PROBLEM DETAILS » Whenever "application" appears in a line of the entries below, that line counts; give the total only.

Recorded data
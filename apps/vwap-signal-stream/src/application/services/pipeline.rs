//! Tick Pipeline
//!
//! The synchronous ingestion path for one instrument stream:
//!
//! ```text
//! frame ─▶ decode ─▶ resolve delta ─▶ VWAP ─▶ candle ─▶ touch check
//!                          │                         │            │
//!                     suppressed               re-arm latch    dispatch
//! ```
//!
//! All aggregator state is owned here and mutated only by the caller's
//! task. Signal lookups leave through [`SignalDispatchPort`] with a
//! by-value snapshot and come back through
//! [`TickPipeline::on_dispatch_outcome`].

use std::sync::Arc;
use std::sync::atomic::{AtomicU64, Ordering};
use std::time::Instant;

use chrono::NaiveTime;
use serde::Serialize;

use crate::application::ports::{
    DispatchOutcome, EventPublisherPort, SignalDispatchPort, SignalRequest, StreamEvent,
};
use crate::domain::candle::{Candle, CandleBuilder};
use crate::domain::clock::SessionClock;
use crate::domain::signal::{DEFAULT_TOUCH_THRESHOLD, DispatchId, SignalCoordinator, TriggerState};
use crate::domain::tick::{self, DecodeError, Tick};
use crate::domain::volume::VolumeDeltaResolver;
use crate::domain::vwap::{SessionVwap, VwapStatistics};
use crate::infrastructure::metrics::{self, DropReason};

// =============================================================================
// Configuration
// =============================================================================

/// Construction parameters for the pipeline.
#[derive(Debug, Clone, Copy, PartialEq)]
pub struct PipelineConfig {
    /// Local time at which a trading session starts.
    pub session_start: NaiveTime,
    /// Distance from VWAP that counts as a touch.
    pub touch_threshold: f64,
}

impl Default for PipelineConfig {
    fn default() -> Self {
        Self {
            session_start: SessionVwap::default_session_start(),
            touch_threshold: DEFAULT_TOUCH_THRESHOLD,
        }
    }
}

// =============================================================================
// Statistics
// =============================================================================

/// Pipeline counters, shared with the health endpoint.
#[derive(Debug, Default)]
pub struct PipelineStats {
    frames: AtomicU64,
    decode_errors: AtomicU64,
    ticks_processed: AtomicU64,
    ticks_suppressed: AtomicU64,
    resolver_fallbacks: AtomicU64,
    candles_closed: AtomicU64,
    signals_dispatched: AtomicU64,
    signals_generated: AtomicU64,
    dispatch_failures: AtomicU64,
    last_vwap: parking_lot::RwLock<Option<f64>>,
}

impl PipelineStats {
    fn bump(counter: &AtomicU64) {
        counter.fetch_add(1, Ordering::Relaxed);
    }

    /// Point-in-time copy of the counters.
    #[must_use]
    pub fn snapshot(&self) -> PipelineStatsSnapshot {
        PipelineStatsSnapshot {
            frames: self.frames.load(Ordering::Relaxed),
            decode_errors: self.decode_errors.load(Ordering::Relaxed),
            ticks_processed: self.ticks_processed.load(Ordering::Relaxed),
            ticks_suppressed: self.ticks_suppressed.load(Ordering::Relaxed),
            resolver_fallbacks: self.resolver_fallbacks.load(Ordering::Relaxed),
            candles_closed: self.candles_closed.load(Ordering::Relaxed),
            signals_dispatched: self.signals_dispatched.load(Ordering::Relaxed),
            signals_generated: self.signals_generated.load(Ordering::Relaxed),
            dispatch_failures: self.dispatch_failures.load(Ordering::Relaxed),
            vwap: *self.last_vwap.read(),
        }
    }
}

/// Copy of [`PipelineStats`].
#[derive(Debug, Clone, Copy, Default, PartialEq, Serialize)]
pub struct PipelineStatsSnapshot {
    /// Frames handed to the pipeline.
    pub frames: u64,
    /// Frames rejected by the decoder.
    pub decode_errors: u64,
    /// Ticks that reached the aggregators.
    pub ticks_processed: u64,
    /// Ticks without new volume.
    pub ticks_suppressed: u64,
    /// Cumulative-volume rollbacks.
    pub resolver_fallbacks: u64,
    /// Candles completed.
    pub candles_closed: u64,
    /// Signal lookups dispatched.
    pub signals_dispatched: u64,
    /// Signal lookups that produced a signal.
    pub signals_generated: u64,
    /// Signal lookups that failed.
    pub dispatch_failures: u64,
    /// Last published VWAP.
    pub vwap: Option<f64>,
}

// =============================================================================
// Outcome
// =============================================================================

/// What the pipeline did with one tick.
#[derive(Debug, Clone, PartialEq)]
pub enum TickOutcome {
    /// No new volume; aggregators untouched.
    Suppressed,
    /// Tick reached the aggregators.
    Processed(ProcessedTick),
}

/// Effects of a processed tick.
#[derive(Debug, Clone, PartialEq)]
pub struct ProcessedTick {
    /// Tick price.
    pub price: f64,
    /// Resolved volume delta.
    pub volume_delta: i64,
    /// VWAP after the tick.
    pub vwap: Option<f64>,
    /// Signal lookup fired by this tick.
    pub dispatched: Option<DispatchId>,
    /// Candle completed by this tick.
    pub closed_candle: Option<Candle>,
    /// Whether this tick started a new session.
    pub session_reset: bool,
}

// =============================================================================
// Pipeline
// =============================================================================

/// Per-stream ingestion state.
pub struct TickPipeline {
    resolver: VolumeDeltaResolver,
    vwap: SessionVwap,
    candles: CandleBuilder,
    coordinator: SignalCoordinator,
    dispatcher: Arc<dyn SignalDispatchPort>,
    events: Arc<dyn EventPublisherPort>,
    stats: Arc<PipelineStats>,
}

impl std::fmt::Debug for TickPipeline {
    fn fmt(&self, f: &mut std::fmt::Formatter<'_>) -> std::fmt::Result {
        f.debug_struct("TickPipeline")
            .field("resolver", &self.resolver)
            .field("vwap", &self.vwap)
            .field("candles", &self.candles)
            .field("coordinator", &self.coordinator)
            .finish_non_exhaustive()
    }
}

impl TickPipeline {
    /// Create a pipeline with fresh aggregators.
    #[must_use]
    pub fn new(
        config: PipelineConfig,
        clock: Arc<dyn SessionClock>,
        dispatcher: Arc<dyn SignalDispatchPort>,
        events: Arc<dyn EventPublisherPort>,
    ) -> Self {
        Self {
            resolver: VolumeDeltaResolver::new(),
            vwap: SessionVwap::new(config.session_start, Arc::clone(&clock)),
            candles: CandleBuilder::new(clock),
            coordinator: SignalCoordinator::new(config.touch_threshold),
            dispatcher,
            events,
            stats: Arc::new(PipelineStats::default()),
        }
    }

    /// Decode and process one raw frame.
    ///
    /// # Errors
    ///
    /// Returns the decode error for malformed or non-quote frames. No state
    /// is changed in that case.
    pub fn process_frame(&mut self, frame: &[u8]) -> Result<TickOutcome, DecodeError> {
        let started = Instant::now();
        PipelineStats::bump(&self.stats.frames);

        let tick = match tick::decode(frame) {
            Ok(tick) => tick,
            Err(err) => {
                PipelineStats::bump(&self.stats.decode_errors);
                metrics::record_frame_dropped(match err {
                    DecodeError::TooShort { .. } => DropReason::TooShort,
                    DecodeError::UnexpectedType(_) => DropReason::UnexpectedType,
                });
                tracing::trace!(error = %err, len = frame.len(), "Dropping frame");
                return Err(err);
            }
        };

        let outcome = self.process_tick(&tick);
        metrics::record_tick_duration(started.elapsed());
        Ok(outcome)
    }

    /// Process one decoded tick.
    pub fn process_tick(&mut self, tick: &Tick) -> TickOutcome {
        let resolved = self.resolver.resolve(
            i64::from(tick.cumulative_volume),
            i64::from(tick.last_quantity),
        );

        if resolved.fallback {
            PipelineStats::bump(&self.stats.resolver_fallbacks);
            metrics::record_resolver_fallback();
            tracing::trace!(
                cumulative_volume = tick.cumulative_volume,
                last_quantity = tick.last_quantity,
                "Cumulative volume went backwards"
            );
        }

        if !resolved.should_process {
            PipelineStats::bump(&self.stats.ticks_suppressed);
            metrics::record_tick_suppressed();
            return TickOutcome::Suppressed;
        }

        PipelineStats::bump(&self.stats.ticks_processed);
        metrics::record_tick_processed();

        let price = f64::from(tick.price);
        let timestamp = i64::from(tick.timestamp);
        let delta = resolved.delta;

        let update = self.vwap.update(price, delta, timestamp);

        if let Some(session_date) = update.session_reset {
            tracing::info!(%session_date, "VWAP session started");
            metrics::record_session_reset();
            self.events.publish(StreamEvent::SessionReset { session_date });
        }

        if let Some(vwap) = update.vwap {
            *self.stats.last_vwap.write() = Some(vwap);
            metrics::set_vwap(vwap);
            self.events.publish(StreamEvent::VwapUpdated {
                vwap,
                price,
                timestamp,
            });
        }

        tracing::debug!(price, delta, vwap = ?update.vwap, "Tick processed");

        let closed_candle = self.candles.update(price, delta, timestamp);
        if let Some(candle) = &closed_candle {
            self.coordinator.on_candle_closed();
            PipelineStats::bump(&self.stats.candles_closed);
            metrics::record_candle_closed();
            tracing::info!(
                start = %candle.start_time,
                open = candle.open,
                high = candle.high,
                low = candle.low,
                close = candle.close,
                volume = candle.volume,
                "Candle closed"
            );
            self.events.publish(StreamEvent::CandleClosed(*candle));
        }

        // A tick that opens a new interval is checked against that interval's latch.
        let dispatched = self.check_touch(price, update.vwap, timestamp);

        TickOutcome::Processed(ProcessedTick {
            price,
            volume_delta: delta,
            vwap: update.vwap,
            dispatched,
            closed_candle,
            session_reset: update.session_reset.is_some(),
        })
    }

    fn check_touch(&mut self, price: f64, vwap: Option<f64>, timestamp: i64) -> Option<DispatchId> {
        let vwap_value = vwap?;
        let id = self.coordinator.observe(price, vwap)?;

        tracing::info!(price, vwap = vwap_value, dispatch = %id, "VWAP touch detected");
        PipelineStats::bump(&self.stats.signals_dispatched);
        metrics::record_signal_dispatched();

        self.dispatcher.dispatch(SignalRequest {
            id,
            price,
            vwap: vwap_value,
            timestamp,
        });
        Some(id)
    }

    /// Apply the result of a dispatched signal lookup.
    pub fn on_dispatch_outcome(&mut self, outcome: DispatchOutcome) {
        metrics::record_dispatch_duration(outcome.elapsed);

        match outcome.result {
            Ok(report) => {
                PipelineStats::bump(&self.stats.signals_generated);
                metrics::record_signal_generated(report.signal.as_str());
                tracing::info!(
                    dispatch = %outcome.id,
                    signal = %report.signal,
                    pcr = report.pcr,
                    total_put_oi = report.total_put_oi,
                    total_call_oi = report.total_call_oi,
                    price = report.price,
                    vwap = report.vwap,
                    "Trade signal generated"
                );
                self.events.publish(StreamEvent::SignalGenerated(report));
            }
            Err(failure) => {
                PipelineStats::bump(&self.stats.dispatch_failures);
                metrics::record_dispatch_failure(failure.kind());
                let rearmed = self.coordinator.on_dispatch_failed(outcome.id);
                tracing::warn!(
                    dispatch = %outcome.id,
                    error = %failure,
                    rearmed,
                    "Signal lookup failed"
                );
            }
        }
    }

    /// VWAP accumulator snapshot.
    #[must_use]
    pub fn vwap_statistics(&self) -> VwapStatistics {
        self.vwap.statistics()
    }

    /// Current trigger latch state.
    #[must_use]
    pub const fn trigger_state(&self) -> TriggerState {
        self.coordinator.state()
    }

    /// Candle still being built.
    #[must_use]
    pub const fn open_candle(&self) -> Option<&Candle> {
        self.candles.current()
    }

    /// Shared counters.
    #[must_use]
    pub fn stats(&self) -> Arc<PipelineStats> {
        Arc::clone(&self.stats)
    }
}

ANSWER » 2